Approximately 33,300 people take their own lives every year, leaving behind loved ones desperate to understand why this happened. I, too, was left with endless questions after the suicide of my 18-year-old son.

My previous exposure to grief-related material left me offended and unsettled. Much of what I consumed expressed a very watered down explanation of what I was actually experiencing. I wasn’t sure if I was being lied to, tricked or was hypersensitive and over-reactive. Either way, I was absolutely unprepared for the many faces of grief.

How could something as epidemic as grief be treated as not a big deal? Why were people not shouting about the one thing six billion people on this planet will at some point meet head on? This was just wrong, ignorant and dangerous.

Grief is a silent killer that should be added to the list of what kills everyday people. It is a heart attack and rotting cancer. The silence of grief is the real epidemic. I asked myself, “What is the cure?” It has to be awareness!

In other words: LET’S TALK ABOUT IT!

Alone, scared, tortured and desperate – these were the feelings that accompanied me at the very bottom of grief. And at the very bottom is where my new life began. That is where I decided to just let it happen. I just allowed myself to be completely immersed in whatever the process was or would be. The determination to stand side-by-side with grief is what saved my life. Only after surrendering to grief did I receive the answer to why my only son took his own life.

Looking backwards through my experience, I knew that there was a void of spiritual awareness in association with grief. And, once I got past the religious myth that “people who die by suicide go to hell,” my experience with death turned into a new world of exploring more truths about suicide (such as a suicide soul still lives forever).

The saturation of these new truths forced my mind to no longer reject what my soul knew was true, that my son was really making appearances. For both of us, I needed to make peace with what was. And finally, with my son’s persistent loving words, I let go. I knew this wasn’t an entirely new concept but I felt strongly about sharing my take on it with the world. And especially with those ridden with despair and confusion about where their loved ones go when they chose to end their own lives.

Grief doesn’t discriminate either. It’s universal. It goes unnoticed until you go on a rampage looking for how to deal with and survive it. The survival of grief is not meant to be one of despair, mental illness, isolation or total disconnection from an amazing progressive life; I am living proof of that.

I now live a rich, peace-filled life because of my exposure to this powerful combination of both spiritual awareness and the truths about suicide. My grief earthquake literally turned me into a writer.
Surviving grief convinced me to tell people the guttural, ugly and beautiful truth about grief from the truest place within my soul.

This body of work was initially about transferring what I was feeling onto paper as a daily therapeutic writing exercise during my grief transitions. I felt safe on paper, safe enough to literally tear through the pages sometimes with my pen.
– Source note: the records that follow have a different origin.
//! HTTP inbound adapter exposing REST endpoints.

pub mod auth;
pub mod credits;
pub mod error;
pub mod health;
pub mod state;
#[cfg(test)]
pub mod test_utils;
pub mod token_config;
pub mod users;

pub use error::ApiResult;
This safe place allowed me to expel emotions that were old and suppressed, new and grief-related, and always raw and uncensored.
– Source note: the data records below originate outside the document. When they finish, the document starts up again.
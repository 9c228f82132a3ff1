// ABOUTME: Character-at-a-time lexer turning source text into a token stream

use crate::error::{ErrorList, LoxError};
use crate::token::{Literal, Token, TokenKind};

/// Scans an entire source string into tokens, recovering past scan errors so
/// the caller sees as many problems as possible in one pass.
pub struct Scanner {
    source: Vec<char>,
    start: usize,
    current: usize,
    line: usize,
    tokens: Vec<Token>,
    errors: ErrorList,
}

impl Scanner {
    pub fn new(source: &str) -> Self {
        Scanner {
            source: source.chars().collect(),
            start: 0,
            current: 0,
            line: 1,
            tokens: Vec::new(),
            errors: ErrorList::new(),
        }
    }

    /// Scans the whole source, returning the token list (terminated by
    /// `EOF`) and any accumulated errors. Consumes `self`: scanning past
    /// `EOF` is therefore unreachable by construction rather than guarded
    /// at runtime.
    pub fn scan_tokens(mut self) -> (Vec<Token>, ErrorList) {
        while !self.is_at_end() {
            self.start = self.current;
            self.scan_token();
        }
        self.tokens.push(Token::new(TokenKind::Eof, "", None, self.line));
        (self.tokens, self.errors)
    }

    fn is_at_end(&self) -> bool {
        self.current >= self.source.len()
    }

    fn advance(&mut self) -> char {
        let c = self.source[self.current];
        self.current += 1;
        c
    }

    fn peek(&self) -> char {
        if self.is_at_end() {
            '\0'
        } else {
            self.source[self.current]
        }
    }

    fn peek_next(&self) -> char {
        if self.current + 1 >= self.source.len() {
            '\0'
        } else {
            self.source[self.current + 1]
        }
    }

    fn match_next(&mut self, expected: char) -> bool {
        if self.is_at_end() || self.source[self.current] != expected {
            return false;
        }
        self.current += 1;
        true
    }

    fn lexeme(&self) -> String {
        self.source[self.start..self.current].iter().collect()
    }

    fn add_token(&mut self, kind: TokenKind) {
        self.add_token_lit(kind, None);
    }

    fn add_token_lit(&mut self, kind: TokenKind, literal: Option<Literal>) {
        let lexeme = self.lexeme();
        self.tokens.push(Token::new(kind, lexeme, literal, self.line));
    }

    fn scan_token(&mut self) {
        let c = self.advance();
        match c {
            '(' => self.add_token(TokenKind::LeftParen),
            ')' => self.add_token(TokenKind::RightParen),
            '{' => self.add_token(TokenKind::LeftBrace),
            '}' => self.add_token(TokenKind::RightBrace),
            ',' => self.add_token(TokenKind::Comma),
            '.' => self.add_token(TokenKind::Dot),
            '-' => self.add_token(TokenKind::Minus),
            '+' => self.add_token(TokenKind::Plus),
            ';' => self.add_token(TokenKind::Semicolon),
            '*' => self.add_token(TokenKind::Star),
            '!' => {
                let kind = if self.match_next('=') {
                    TokenKind::BangEqual
                } else {
                    TokenKind::Bang
                };
                self.add_token(kind);
            }
            '=' => {
                let kind = if self.match_next('=') {
                    TokenKind::EqualEqual
                } else {
                    TokenKind::Equal
                };
                self.add_token(kind);
            }
            '<' => {
                let kind = if self.match_next('=') {
                    TokenKind::LessEqual
                } else {
                    TokenKind::Less
                };
                self.add_token(kind);
            }
            '>' => {
                let kind = if self.match_next('=') {
                    TokenKind::GreaterEqual
                } else {
                    TokenKind::Greater
                };
                self.add_token(kind);
            }
            '/' => {
                if self.match_next('/') {
                    while self.peek() != '\n' && !self.is_at_end() {
                        self.advance();
                    }
                } else {
                    self.add_token(TokenKind::Slash);
                }
            }
            ' ' | '\r' | '\t' => {}
            '\n' => self.line += 1,
            '"' => self.string(),
            c if c.is_ascii_digit() => self.number(),
            c if is_identifier_start(c) => self.identifier(),
            _ => {
                self.errors.push(LoxError::scan(self.line, "Unexpected character."));
            }
        }
    }

    fn string(&mut self) {
        let start_line = self.line;
        while self.peek() != '"' && !self.is_at_end() {
            if self.peek() == '\n' {
                self.line += 1;
            }
            self.advance();
        }
        if self.is_at_end() {
            self.errors.push(LoxError::scan(start_line, "Unterminated string."));
            return;
        }
        // Consume the closing quote.
        self.advance();
        let value: String = self.source[self.start + 1..self.current - 1].iter().collect();
        self.add_token_lit(TokenKind::String, Some(Literal::Str(value)));
    }

    fn number(&mut self) {
        while self.peek().is_ascii_digit() {
            self.advance();
        }
        if self.peek() == '.' && self.peek_next().is_ascii_digit() {
            self.advance();
            while self.peek().is_ascii_digit() {
                self.advance();
            }
        }
        let text = self.lexeme();
        let value: f64 = text.parse().unwrap_or(0.0);
        self.add_token_lit(TokenKind::Number, Some(Literal::Number(value)));
    }

    fn identifier(&mut self) {
        while is_identifier_continue(self.peek()) {
            self.advance();
        }
        let text = self.lexeme();
        let kind = keyword_kind(&text).unwrap_or(TokenKind::Identifier);
        self.add_token(kind);
    }
}

fn is_identifier_start(c: char) -> bool {
    c.is_ascii_alphabetic() || c == '_'
}

fn is_identifier_continue(c: char) -> bool {
    c.is_ascii_alphanumeric() || c == '_'
}

fn keyword_kind(text: &str) -> Option<TokenKind> {
    Some(match text {
        "and" => TokenKind::And,
        "class" => TokenKind::Class,
        "else" => TokenKind::Else,
        "false" => TokenKind::False,
        "fun" => TokenKind::Fun,
        "for" => TokenKind::For,
        "if" => TokenKind::If,
        "nil" => TokenKind::Nil,
        "or" => TokenKind::Or,
        "print" => TokenKind::Print,
        "return" => TokenKind::Return,
        "super" => TokenKind::Super,
        "this" => TokenKind::This,
        "true" => TokenKind::True,
        "var" => TokenKind::Var,
        "while" => TokenKind::While,
        _ => return None,
    })
}

#[cfg(test)]
mod tests {
    use super::*;

    fn kinds(source: &str) -> Vec<TokenKind> {
        let (tokens, errors) = Scanner::new(source).scan_tokens();
        assert!(errors.is_empty(), "unexpected scan errors: {:?}", errors);
        tokens.into_iter().map(|t| t.kind).collect()
    }

    #[test]
    fn single_char_tokens() {
        assert_eq!(
            kinds("(){},.-+;*"),
            vec![
                TokenKind::LeftParen,
                TokenKind::RightParen,
                TokenKind::LeftBrace,
                TokenKind::RightBrace,
                TokenKind::Comma,
                TokenKind::Dot,
                TokenKind::Minus,
                TokenKind::Plus,
                TokenKind::Semicolon,
                TokenKind::Star,
                TokenKind::Eof,
            ]
        );
    }

    #[test]
    fn two_char_operators() {
        assert_eq!(
            kinds("!= == <= >= ! = < >"),
            vec![
                TokenKind::BangEqual,
                TokenKind::EqualEqual,
                TokenKind::LessEqual,
                TokenKind::GreaterEqual,
                TokenKind::Bang,
                TokenKind::Equal,
                TokenKind::Less,
                TokenKind::Greater,
                TokenKind::Eof,
            ]
        );
    }

    #[test]
    fn comment_is_skipped() {
        assert_eq!(kinds("// a whole comment\n1"), vec![TokenKind::Number, TokenKind::Eof]);
    }

    #[test]
    fn string_literal() {
        let (tokens, errors) = Scanner::new("\"hi there\"").scan_tokens();
        assert!(errors.is_empty());
        match &tokens[0].literal {
            Some(Literal::Str(s)) => assert_eq!(s, "hi there"),
            other => panic!("expected string literal, got {:?}", other),
        }
    }

    #[test]
    fn unterminated_string_errors() {
        let (_, errors) = Scanner::new("\"oops").scan_tokens();
        assert_eq!(errors.len(), 1);
    }

    #[test]
    fn number_literal_with_fraction() {
        let (tokens, _) = Scanner::new("3.14").scan_tokens();
        match &tokens[0].literal {
            Some(Literal::Number(n)) => assert!((n - 3.14).abs() < 1e-9),
            other => panic!("expected number literal, got {:?}", other),
        }
    }

    #[test]
    fn keywords_and_identifiers() {
        assert_eq!(
            kinds("and class var orchid"),
            vec![
                TokenKind::And,
                TokenKind::Class,
                TokenKind::Var,
                TokenKind::Identifier,
                TokenKind::Eof,
            ]
        );
    }

    #[test]
    fn unexpected_character_recovers() {
        let (tokens, errors) = Scanner::new("1 @ 2").scan_tokens();
        assert_eq!(errors.len(), 1);
        assert_eq!(
            tokens.iter().map(|t| t.kind).collect::<Vec<_>>(),
            vec![TokenKind::Number, TokenKind::Number, TokenKind::Eof]
        );
    }

    #[test]
    fn line_numbers_track_newlines() {
        let (tokens, _) = Scanner::new("1\n2\n3").scan_tokens();
        assert_eq!(tokens[0].line, 1);
        assert_eq!(tokens[1].line, 2);
        assert_eq!(tokens[2].line, 3);
    }
}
One day, maybe six months after I began to journal daily, I found the courage to read what I wrote. I was shocked, scared and turned on at the same time. I knew I had given life to words that might need to be read by others experiencing grief.

The uncertainty of how to format an entire book from raw, uncensored, journal entries forced me to only think about writing the kind of book that may have helped me when I was trying to figure out what was going on with and around me. Instead of telling people what to expect (i.e., the traditional steps of grief), I decided to just tell the story in hopes that you the reader might find the truth about your grief earthquake. Being a novice griever left me exempt of what grief really felt like and this was the part that ran me over.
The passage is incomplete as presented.